# INSTRUCTIONS FOR THE TASK
Count each line below that has the word "email" in it, and give only the total.

(Stored data)
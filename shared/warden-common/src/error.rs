//! Error types for catalog parsing and table loading.

use thiserror::Error;

/// A permission identifier that is not part of the catalog.
#[derive(Debug, Clone, PartialEq, Eq, Error)]
#[error("Unknown permission: {0}")]
pub struct UnknownPermission(pub String);

/// Failure to load an operator-supplied role table.
#[derive(Debug, Error)]
pub enum TableError {
    /// The document is not a JSON object of role name to identifier array.
    #[error("Invalid role table document: {0}")]
    Json(#[from] serde_json::Error),

    /// A key does not name a known role.
    #[error("Unknown role in role table: {0}")]
    UnknownRole(String),

    /// An entry is neither a catalog identifier nor the wildcard.
    #[error("Role {role}: {source}")]
    UnknownPermission {
        role: String,
        #[source]
        source: UnknownPermission,
    },
}
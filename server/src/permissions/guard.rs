//! Guard factory.
//!
//! A guard is a decision point bound to a fixed requirement set and options.
//! `check` is the transport independent part; `into_middleware` adapts it to
//! axum so routes can be gated before their handler runs.
//!
//! # Usage
//!
//! ```ignore
//! use axum::middleware::from_fn;
//!
//! let products = Router::new()
//!     .route("/", post(create_product))
//!     .route_layer(from_fn(
//!         guard::require(Permission::CreateProducts, DecisionOptions::new().resource("products"))
//!             .into_middleware(state.clone()),
//!     ));
//! ```

use std::future::Future;
use std::pin::Pin;

use axum::extract::{FromRequestParts, RawPathParams, Request};
use axum::http::request::Parts;
use axum::middleware::Next;
use axum::response::{IntoResponse, Response};
use tracing::{debug, warn};

use crate::api::AppState;
use crate::auth::CallerIdentity;

use super::caller::{Caller, RequirementSet};
use super::context::GrantContext;
use super::error::GuardError;
use super::evaluator::{evaluate, Basis, Verdict};
use super::options::DecisionOptions;

/// Middleware closure shape accepted by `axum::middleware::from_fn`.
pub type GuardFuture = Pin<Box<dyn Future<Output = Response> + Send>>;

/// Build a guard demanding every permission in `required`.
pub fn require(required: impl Into<RequirementSet>, options: DecisionOptions) -> Guard {
    Guard {
        required: required.into(),
        options,
    }
}

/// Build a guard that only lets admin roles through.
#[must_use]
pub const fn require_admin() -> AdminGuard {
    AdminGuard
}

/// Resolve the caller for `identity`.
///
/// No identity is an authentication failure and never reaches the store.
async fn resolve_caller(
    state: &AppState,
    identity: Option<CallerIdentity>,
) -> Result<Caller, GuardError> {
    let CallerIdentity(user_id) = identity.ok_or(GuardError::AuthenticationRequired)?;

    match state.callers.lookup(user_id).await {
        Ok(Some(caller)) => Ok(caller),
        Ok(None) => {
            warn!(user_id = %user_id, "Identity has no caller record");
            Err(GuardError::CallerNotFound)
        }
        Err(e) => Err(GuardError::internal(e, state.config.expose_error_detail())),
    }
}

/// Decision point for a requirement set.
#[derive(Debug, Clone)]
pub struct Guard {
    required: RequirementSet,
    options: DecisionOptions,
}

impl Guard {
    #[must_use]
    pub const fn required(&self) -> &RequirementSet {
        &self.required
    }

    #[must_use]
    pub const fn options(&self) -> &DecisionOptions {
        &self.options
    }

    /// Run the decision for one request.
    ///
    /// `target` is the resource token taken from the request, compared with
    /// the caller id when the owner bypass is enabled.
    #[tracing::instrument(skip_all, fields(resource = ?self.options.resource))]
    pub async fn check(
        &self,
        state: &AppState,
        identity: Option<CallerIdentity>,
        target: Option<&str>,
    ) -> Result<GrantContext, GuardError> {
        let caller = resolve_caller(state, identity).await?;
        let table = state.roles.snapshot();

        match evaluate(&table, &caller, &self.required, &self.options, target) {
            Verdict::Allow(basis) => {
                debug!(user_id = %caller.id, role = %caller.role, ?basis, "Access granted");
                Ok(GrantContext {
                    user_id: caller.id,
                    email: caller.email,
                    role: caller.role,
                    permissions: self.required.clone(),
                    resource: self.options.resource.as_deref().map(str::to_string),
                    basis,
                })
            }
            Verdict::Deny => {
                warn!(
                    user_id = %caller.id,
                    role = %caller.role,
                    required = ?self.required,
                    "Access denied"
                );
                Err(GuardError::PermissionDenied {
                    required: self.required.clone(),
                    resource: self.options.resource.as_deref().map(str::to_string),
                })
            }
        }
    }

    /// Route parameter named by the options, when ownership can matter.
    async fn target(&self, parts: &mut Parts) -> Option<String> {
        if !self.options.owner_bypass_enabled() {
            return None;
        }
        let params = RawPathParams::from_request_parts(parts, &()).await.ok()?;
        params
            .iter()
            .find(|(name, _)| *name == self.options.target_param)
            .map(|(_, value)| value.to_string())
    }

    /// Adapt the guard to `axum::middleware::from_fn`.
    ///
    /// On success the [`GrantContext`] is added to the request extensions.
    pub fn into_middleware(
        self,
        state: AppState,
    ) -> impl Fn(Request, Next) -> GuardFuture + Clone + Send + Sync + 'static {
        move |request: Request, next: Next| {
            let guard = self.clone();
            let state = state.clone();
            Box::pin(async move {
                let (mut parts, body) = request.into_parts();
                let identity = parts.extensions.get::<CallerIdentity>().copied();
                let target = guard.target(&mut parts).await;

                match guard.check(&state, identity, target.as_deref()).await {
                    Ok(grant) => {
                        parts.extensions.insert(grant);
                        next.run(Request::from_parts(parts, body)).await
                    }
                    Err(e) => e.into_response(),
                }
            })
        }
    }
}

/// Decision point that only admits admin roles.
#[derive(Debug, Clone, Copy, Default)]
pub struct AdminGuard;

impl AdminGuard {
    #[tracing::instrument(skip_all)]
    pub async fn check(
        &self,
        state: &AppState,
        identity: Option<CallerIdentity>,
    ) -> Result<GrantContext, GuardError> {
        let caller = resolve_caller(state, identity).await?;

        if !caller.role.is_admin() {
            warn!(user_id = %caller.id, role = %caller.role, "Admin access denied");
            return Err(GuardError::AdminRequired);
        }

        Ok(GrantContext {
            user_id: caller.id,
            email: caller.email,
            role: caller.role,
            permissions: RequirementSet::empty(),
            resource: None,
            basis: Basis::AdminRole,
        })
    }

    /// Adapt the guard to `axum::middleware::from_fn`.
    pub fn into_middleware(
        self,
        state: AppState,
    ) -> impl Fn(Request, Next) -> GuardFuture + Clone + Send + Sync + 'static {
        move |mut request: Request, next: Next| {
            let state = state.clone();
            Box::pin(async move {
                let identity = request.extensions().get::<CallerIdentity>().copied();
                match self.check(&state, identity).await {
                    Ok(grant) => {
                        request.extensions_mut().insert(grant);
                        next.run(request).await
                    }
                    Err(e) => e.into_response(),
                }
            })
        }
    }
}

# REPLY
2